> **INPUT FOR THIS TASK**:
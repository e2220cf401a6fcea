// src/application/session.rs
//
// The signed-in user, held as explicit context rather than a global.
// Created on sign-in or sign-up, cleared on sign-out, never persisted.

use tokio::sync::watch;

use crate::domain::access::{initial_screen, screens_for, Screen};
use crate::domain::user::{Role, Session};

pub struct SessionContext {
    sender: watch::Sender<Option<Session>>,
}

impl SessionContext {
    pub fn new() -> Self {
        let (sender, _) = watch::channel(None);
        Self { sender }
    }

    pub fn current(&self) -> Option<Session> {
        self.sender.borrow().clone()
    }

    pub fn role(&self) -> Option<Role> {
        self.sender.borrow().as_ref().map(|session| session.role)
    }

    pub fn is_signed_in(&self) -> bool {
        self.sender.borrow().is_some()
    }

    /// Replace whatever session was active
    pub fn begin(&self, session: Session) {
        log::debug!("Session started for {} ({})", session.user_id, session.role);
        self.sender.send_replace(Some(session));
    }

    /// Clear the session, returning the one that ended
    pub fn end(&self) -> Option<Session> {
        let ended = self.sender.send_replace(None);
        if let Some(session) = &ended {
            log::debug!("Session ended for {}", session.user_id);
        }
        ended
    }

    /// Change notification: every begin/end is observed
    pub fn subscribe(&self) -> watch::Receiver<Option<Session>> {
        self.sender.subscribe()
    }

    /// Screens reachable with the current role
    pub fn screens(&self) -> &'static [Screen] {
        screens_for(self.role())
    }

    pub fn initial_screen(&self) -> Screen {
        initial_screen(self.role())
    }
}

impl Default for SessionContext {
    fn default() -> Self {
        Self::new()
    }
}

#[cfg(test)]
mod tests {
    use super::*;
    use crate::domain::user::UserProfile;
    use uuid::Uuid;

    fn admin() -> Session {
        Session::from_profile(&UserProfile::new(
            Uuid::new_v4(),
            "ann@x.io".to_string(),
            None,
            Role::Admin,
        ))
    }

    #[test]
    fn test_starts_signed_out() {
        let ctx = SessionContext::new();
        assert!(ctx.current().is_none());
        assert_eq!(ctx.initial_screen(), Screen::Login);
        assert_eq!(ctx.screens(), &[Screen::Login, Screen::SignUp]);
    }

    #[test]
    fn test_begin_and_end() {
        let ctx = SessionContext::new();
        let session = admin();

        ctx.begin(session.clone());
        assert_eq!(ctx.role(), Some(Role::Admin));
        assert!(ctx.screens().contains(&Screen::AddReport));
        assert_eq!(ctx.initial_screen(), Screen::Home);

        assert_eq!(ctx.end(), Some(session));
        assert!(!ctx.is_signed_in());
        assert_eq!(ctx.end(), None);
    }

    #[tokio::test]
    async fn test_subscribers_see_changes() {
        let ctx = SessionContext::new();
        let mut changes = ctx.subscribe();

        ctx.begin(admin());
        changes.changed().await.unwrap();
        assert!(changes.borrow_and_update().is_some());

        ctx.end();
        changes.changed().await.unwrap();
        assert!(changes.borrow_and_update().is_none());
    }
}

> **WHAT YOU NEED TO DO**:
The lines to return are those in the entries above that hold "ended".

> **TASK RESULT**:
    /// Clear the session, returning the one that ended
        let ended = self.sender.send_replace(None);
        if let Some(session) = &ended {
            log::debug!("Session ended for {}", session.user_id);
        ended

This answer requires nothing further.